## What the task requires
For each line below that includes the string "owned", show the whole line.

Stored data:
=-=-=-=-=

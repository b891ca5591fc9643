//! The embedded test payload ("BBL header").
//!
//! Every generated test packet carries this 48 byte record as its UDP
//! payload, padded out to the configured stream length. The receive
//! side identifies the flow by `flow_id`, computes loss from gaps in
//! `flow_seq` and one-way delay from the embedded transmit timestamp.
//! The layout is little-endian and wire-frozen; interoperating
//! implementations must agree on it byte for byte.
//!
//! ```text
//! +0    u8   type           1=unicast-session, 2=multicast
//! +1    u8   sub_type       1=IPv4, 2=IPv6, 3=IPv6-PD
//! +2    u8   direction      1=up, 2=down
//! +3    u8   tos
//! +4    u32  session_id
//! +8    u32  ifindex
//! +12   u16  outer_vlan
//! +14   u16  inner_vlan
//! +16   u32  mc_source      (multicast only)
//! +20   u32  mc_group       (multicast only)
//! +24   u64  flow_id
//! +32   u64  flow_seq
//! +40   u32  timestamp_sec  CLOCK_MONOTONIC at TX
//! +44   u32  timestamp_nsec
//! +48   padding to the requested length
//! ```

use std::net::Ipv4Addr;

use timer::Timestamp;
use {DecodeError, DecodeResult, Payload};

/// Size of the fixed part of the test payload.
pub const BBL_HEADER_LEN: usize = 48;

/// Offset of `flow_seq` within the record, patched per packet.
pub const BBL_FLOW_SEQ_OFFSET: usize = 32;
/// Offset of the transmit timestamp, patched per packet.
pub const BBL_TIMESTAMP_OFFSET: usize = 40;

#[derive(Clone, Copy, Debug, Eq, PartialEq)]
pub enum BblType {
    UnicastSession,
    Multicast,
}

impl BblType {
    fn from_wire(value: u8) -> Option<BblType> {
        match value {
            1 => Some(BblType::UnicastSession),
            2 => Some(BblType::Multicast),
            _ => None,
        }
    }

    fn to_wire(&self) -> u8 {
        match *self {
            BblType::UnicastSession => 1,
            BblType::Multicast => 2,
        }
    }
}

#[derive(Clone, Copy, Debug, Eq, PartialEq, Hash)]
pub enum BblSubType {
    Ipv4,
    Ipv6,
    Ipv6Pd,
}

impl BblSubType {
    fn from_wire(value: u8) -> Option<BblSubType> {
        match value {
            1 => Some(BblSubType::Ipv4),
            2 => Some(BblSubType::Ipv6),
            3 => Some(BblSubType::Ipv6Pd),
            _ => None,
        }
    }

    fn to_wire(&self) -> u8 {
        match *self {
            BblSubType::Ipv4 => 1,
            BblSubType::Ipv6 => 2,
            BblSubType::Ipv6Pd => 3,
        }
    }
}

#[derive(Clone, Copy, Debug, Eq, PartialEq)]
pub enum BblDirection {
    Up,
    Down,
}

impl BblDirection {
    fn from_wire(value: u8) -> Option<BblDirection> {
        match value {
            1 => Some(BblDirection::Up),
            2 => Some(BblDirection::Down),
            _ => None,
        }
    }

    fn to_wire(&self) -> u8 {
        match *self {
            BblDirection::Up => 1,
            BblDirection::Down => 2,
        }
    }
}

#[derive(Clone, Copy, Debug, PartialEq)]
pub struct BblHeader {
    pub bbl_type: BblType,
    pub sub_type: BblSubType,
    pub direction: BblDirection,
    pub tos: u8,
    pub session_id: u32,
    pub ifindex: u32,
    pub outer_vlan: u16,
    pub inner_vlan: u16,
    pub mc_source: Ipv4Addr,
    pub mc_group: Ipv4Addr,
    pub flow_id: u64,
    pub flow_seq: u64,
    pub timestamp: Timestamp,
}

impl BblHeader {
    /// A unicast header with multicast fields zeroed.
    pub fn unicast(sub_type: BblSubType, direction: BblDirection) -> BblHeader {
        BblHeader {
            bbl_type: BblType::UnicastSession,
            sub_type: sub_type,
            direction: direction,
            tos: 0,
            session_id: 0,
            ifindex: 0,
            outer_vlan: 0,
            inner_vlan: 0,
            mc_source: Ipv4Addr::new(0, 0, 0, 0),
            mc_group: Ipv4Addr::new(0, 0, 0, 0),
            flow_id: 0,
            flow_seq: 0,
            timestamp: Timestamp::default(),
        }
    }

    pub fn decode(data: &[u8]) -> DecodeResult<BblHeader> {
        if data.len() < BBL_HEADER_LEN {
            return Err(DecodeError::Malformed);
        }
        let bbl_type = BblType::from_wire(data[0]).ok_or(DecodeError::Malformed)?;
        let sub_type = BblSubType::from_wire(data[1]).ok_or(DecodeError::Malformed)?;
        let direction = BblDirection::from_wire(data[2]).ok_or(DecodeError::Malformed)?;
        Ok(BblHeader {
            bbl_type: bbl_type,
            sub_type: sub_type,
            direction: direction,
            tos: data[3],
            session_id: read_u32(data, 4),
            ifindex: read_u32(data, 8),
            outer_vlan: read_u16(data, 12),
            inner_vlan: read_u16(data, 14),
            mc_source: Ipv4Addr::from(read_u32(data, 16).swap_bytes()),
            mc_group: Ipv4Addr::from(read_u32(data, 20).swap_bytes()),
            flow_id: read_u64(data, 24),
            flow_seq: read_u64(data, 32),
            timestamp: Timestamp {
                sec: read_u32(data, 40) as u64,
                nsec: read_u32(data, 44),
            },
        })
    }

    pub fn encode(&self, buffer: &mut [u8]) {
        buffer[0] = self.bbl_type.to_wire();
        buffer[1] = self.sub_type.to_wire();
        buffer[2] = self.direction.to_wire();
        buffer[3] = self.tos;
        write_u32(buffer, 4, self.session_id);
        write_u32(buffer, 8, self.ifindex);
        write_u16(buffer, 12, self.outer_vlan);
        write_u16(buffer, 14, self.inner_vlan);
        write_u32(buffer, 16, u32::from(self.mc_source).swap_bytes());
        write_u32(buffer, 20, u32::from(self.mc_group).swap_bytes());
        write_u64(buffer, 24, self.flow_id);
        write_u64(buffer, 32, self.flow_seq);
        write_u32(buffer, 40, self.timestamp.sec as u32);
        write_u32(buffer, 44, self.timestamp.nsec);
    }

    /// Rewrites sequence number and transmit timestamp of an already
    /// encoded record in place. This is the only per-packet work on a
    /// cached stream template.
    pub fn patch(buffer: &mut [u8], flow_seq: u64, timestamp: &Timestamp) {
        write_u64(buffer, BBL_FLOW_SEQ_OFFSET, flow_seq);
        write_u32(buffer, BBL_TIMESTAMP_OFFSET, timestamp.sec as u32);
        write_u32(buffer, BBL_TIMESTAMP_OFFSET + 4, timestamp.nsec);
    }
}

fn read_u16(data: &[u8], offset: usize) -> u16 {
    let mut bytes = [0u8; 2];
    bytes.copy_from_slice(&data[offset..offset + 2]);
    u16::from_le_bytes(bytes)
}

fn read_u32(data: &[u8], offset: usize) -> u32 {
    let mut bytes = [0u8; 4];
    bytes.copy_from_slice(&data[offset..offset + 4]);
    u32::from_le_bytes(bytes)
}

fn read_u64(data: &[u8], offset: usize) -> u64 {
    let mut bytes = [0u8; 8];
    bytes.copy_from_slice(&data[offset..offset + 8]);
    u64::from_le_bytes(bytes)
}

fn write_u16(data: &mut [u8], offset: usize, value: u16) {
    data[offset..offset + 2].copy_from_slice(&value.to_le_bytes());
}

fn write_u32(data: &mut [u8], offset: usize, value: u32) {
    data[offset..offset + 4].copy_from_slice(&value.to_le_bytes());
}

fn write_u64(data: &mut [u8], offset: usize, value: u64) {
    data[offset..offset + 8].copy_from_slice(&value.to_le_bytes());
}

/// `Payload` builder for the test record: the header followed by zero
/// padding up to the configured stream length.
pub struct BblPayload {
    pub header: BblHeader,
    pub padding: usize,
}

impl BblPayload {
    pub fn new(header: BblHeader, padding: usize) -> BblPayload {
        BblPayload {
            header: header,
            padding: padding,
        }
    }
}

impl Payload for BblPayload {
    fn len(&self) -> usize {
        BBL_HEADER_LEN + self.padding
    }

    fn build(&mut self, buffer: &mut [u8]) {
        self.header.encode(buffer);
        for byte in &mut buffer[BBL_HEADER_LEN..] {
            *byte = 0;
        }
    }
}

=-=-=-=-=

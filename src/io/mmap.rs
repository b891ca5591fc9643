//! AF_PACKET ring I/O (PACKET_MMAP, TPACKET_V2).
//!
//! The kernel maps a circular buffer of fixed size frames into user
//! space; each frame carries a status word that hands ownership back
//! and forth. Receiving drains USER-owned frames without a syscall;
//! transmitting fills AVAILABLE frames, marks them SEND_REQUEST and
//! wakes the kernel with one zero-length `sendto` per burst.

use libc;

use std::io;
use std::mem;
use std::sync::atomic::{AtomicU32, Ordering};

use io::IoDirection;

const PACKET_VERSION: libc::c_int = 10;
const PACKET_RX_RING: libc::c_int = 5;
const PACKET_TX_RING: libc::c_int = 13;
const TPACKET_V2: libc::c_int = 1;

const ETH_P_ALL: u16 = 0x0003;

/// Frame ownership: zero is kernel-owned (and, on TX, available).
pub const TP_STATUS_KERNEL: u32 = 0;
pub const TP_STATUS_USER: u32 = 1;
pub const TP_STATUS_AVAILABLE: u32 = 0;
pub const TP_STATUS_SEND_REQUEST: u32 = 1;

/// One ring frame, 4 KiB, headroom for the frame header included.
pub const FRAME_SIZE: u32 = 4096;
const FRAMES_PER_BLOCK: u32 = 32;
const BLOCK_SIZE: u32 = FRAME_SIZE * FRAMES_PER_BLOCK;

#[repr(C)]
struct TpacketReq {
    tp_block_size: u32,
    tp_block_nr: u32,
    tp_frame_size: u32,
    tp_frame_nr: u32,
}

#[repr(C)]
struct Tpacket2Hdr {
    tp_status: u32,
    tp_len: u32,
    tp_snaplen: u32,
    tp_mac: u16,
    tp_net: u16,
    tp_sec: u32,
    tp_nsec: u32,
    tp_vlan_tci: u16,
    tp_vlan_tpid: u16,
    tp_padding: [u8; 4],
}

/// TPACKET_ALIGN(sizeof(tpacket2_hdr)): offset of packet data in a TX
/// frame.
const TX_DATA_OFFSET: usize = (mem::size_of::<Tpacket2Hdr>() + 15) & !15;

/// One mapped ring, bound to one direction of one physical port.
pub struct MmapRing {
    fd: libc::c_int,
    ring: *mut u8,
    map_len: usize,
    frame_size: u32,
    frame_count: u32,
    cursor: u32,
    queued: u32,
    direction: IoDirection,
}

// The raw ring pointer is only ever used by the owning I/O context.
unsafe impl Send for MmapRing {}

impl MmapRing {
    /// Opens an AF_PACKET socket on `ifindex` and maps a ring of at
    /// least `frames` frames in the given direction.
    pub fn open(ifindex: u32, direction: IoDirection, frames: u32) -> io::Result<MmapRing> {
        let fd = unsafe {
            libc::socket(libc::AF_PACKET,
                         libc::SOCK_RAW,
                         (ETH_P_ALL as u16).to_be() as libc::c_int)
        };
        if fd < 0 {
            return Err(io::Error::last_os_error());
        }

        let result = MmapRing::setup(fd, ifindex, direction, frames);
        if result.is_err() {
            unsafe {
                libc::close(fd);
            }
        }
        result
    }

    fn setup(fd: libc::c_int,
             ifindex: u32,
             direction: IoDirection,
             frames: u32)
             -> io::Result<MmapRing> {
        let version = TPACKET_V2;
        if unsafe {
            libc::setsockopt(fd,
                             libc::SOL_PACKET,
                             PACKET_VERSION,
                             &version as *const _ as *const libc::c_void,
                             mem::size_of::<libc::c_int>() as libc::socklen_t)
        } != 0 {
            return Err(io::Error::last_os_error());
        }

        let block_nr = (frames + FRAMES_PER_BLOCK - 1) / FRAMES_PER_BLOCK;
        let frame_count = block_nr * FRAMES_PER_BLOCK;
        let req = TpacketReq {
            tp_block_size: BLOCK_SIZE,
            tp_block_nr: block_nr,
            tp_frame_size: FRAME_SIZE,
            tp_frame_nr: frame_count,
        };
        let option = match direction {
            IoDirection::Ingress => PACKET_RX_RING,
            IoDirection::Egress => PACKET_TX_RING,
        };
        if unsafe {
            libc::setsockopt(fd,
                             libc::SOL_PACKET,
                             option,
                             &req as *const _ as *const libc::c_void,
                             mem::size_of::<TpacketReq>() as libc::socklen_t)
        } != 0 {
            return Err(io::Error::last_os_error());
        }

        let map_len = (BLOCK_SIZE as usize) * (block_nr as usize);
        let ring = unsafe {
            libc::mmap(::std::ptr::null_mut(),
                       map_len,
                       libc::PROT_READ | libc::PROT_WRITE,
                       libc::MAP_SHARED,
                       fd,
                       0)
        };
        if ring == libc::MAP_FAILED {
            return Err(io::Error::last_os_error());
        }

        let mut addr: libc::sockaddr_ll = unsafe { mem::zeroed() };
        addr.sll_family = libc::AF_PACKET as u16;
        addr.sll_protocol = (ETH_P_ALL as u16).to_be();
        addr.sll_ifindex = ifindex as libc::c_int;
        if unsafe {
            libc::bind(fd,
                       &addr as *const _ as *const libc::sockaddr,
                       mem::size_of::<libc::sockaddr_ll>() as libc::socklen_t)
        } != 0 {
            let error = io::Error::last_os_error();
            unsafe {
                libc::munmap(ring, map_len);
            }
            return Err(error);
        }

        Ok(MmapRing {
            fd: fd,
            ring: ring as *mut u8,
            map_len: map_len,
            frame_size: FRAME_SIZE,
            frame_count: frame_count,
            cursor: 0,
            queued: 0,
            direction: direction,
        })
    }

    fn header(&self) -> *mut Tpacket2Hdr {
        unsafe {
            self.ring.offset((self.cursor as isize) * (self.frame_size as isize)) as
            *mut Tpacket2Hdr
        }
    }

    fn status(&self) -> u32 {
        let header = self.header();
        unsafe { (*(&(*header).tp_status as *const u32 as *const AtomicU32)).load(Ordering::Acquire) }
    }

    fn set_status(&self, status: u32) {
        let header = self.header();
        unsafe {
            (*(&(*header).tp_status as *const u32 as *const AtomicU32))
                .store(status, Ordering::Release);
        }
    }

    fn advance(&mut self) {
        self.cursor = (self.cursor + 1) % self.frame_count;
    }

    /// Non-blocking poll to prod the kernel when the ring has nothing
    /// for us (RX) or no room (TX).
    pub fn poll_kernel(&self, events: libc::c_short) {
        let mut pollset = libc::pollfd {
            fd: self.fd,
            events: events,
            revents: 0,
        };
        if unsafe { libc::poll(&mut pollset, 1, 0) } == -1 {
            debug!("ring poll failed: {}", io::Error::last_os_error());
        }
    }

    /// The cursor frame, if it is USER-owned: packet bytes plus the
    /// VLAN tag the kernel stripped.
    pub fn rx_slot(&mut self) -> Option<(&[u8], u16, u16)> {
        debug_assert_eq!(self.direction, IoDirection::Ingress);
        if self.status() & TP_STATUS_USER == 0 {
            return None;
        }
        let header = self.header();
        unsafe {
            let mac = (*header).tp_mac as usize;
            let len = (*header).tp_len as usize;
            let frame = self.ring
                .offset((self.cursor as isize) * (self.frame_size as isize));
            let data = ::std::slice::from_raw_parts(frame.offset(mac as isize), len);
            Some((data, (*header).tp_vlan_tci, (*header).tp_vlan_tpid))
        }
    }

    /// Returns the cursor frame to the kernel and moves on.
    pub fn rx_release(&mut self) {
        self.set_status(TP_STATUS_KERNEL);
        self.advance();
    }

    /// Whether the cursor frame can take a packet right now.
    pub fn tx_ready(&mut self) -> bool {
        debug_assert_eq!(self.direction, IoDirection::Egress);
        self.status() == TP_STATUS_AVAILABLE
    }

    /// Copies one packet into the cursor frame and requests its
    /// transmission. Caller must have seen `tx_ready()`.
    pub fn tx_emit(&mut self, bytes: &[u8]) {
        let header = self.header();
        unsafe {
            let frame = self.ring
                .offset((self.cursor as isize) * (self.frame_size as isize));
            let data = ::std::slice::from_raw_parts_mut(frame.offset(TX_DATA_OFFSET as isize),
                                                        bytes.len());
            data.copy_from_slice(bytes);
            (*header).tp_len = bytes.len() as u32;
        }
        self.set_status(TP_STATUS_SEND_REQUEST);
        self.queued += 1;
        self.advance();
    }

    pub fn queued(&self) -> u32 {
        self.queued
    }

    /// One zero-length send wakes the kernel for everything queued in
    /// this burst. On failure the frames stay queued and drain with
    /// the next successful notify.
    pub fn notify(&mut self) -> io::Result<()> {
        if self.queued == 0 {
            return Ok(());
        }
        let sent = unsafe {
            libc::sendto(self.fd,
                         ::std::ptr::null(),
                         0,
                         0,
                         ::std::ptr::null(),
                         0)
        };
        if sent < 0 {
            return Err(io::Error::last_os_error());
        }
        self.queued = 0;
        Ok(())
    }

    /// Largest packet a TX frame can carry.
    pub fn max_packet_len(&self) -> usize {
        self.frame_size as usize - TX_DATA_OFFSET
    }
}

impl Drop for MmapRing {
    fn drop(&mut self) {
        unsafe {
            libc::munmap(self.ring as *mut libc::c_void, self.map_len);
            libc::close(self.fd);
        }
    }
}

=-=-=-=-=

## Problem solution
//! and forth. Receiving drains USER-owned frames without a syscall;
/// Frame ownership: zero is kernel-owned (and, on TX, available).
    /// The cursor frame, if it is USER-owned: packet bytes plus the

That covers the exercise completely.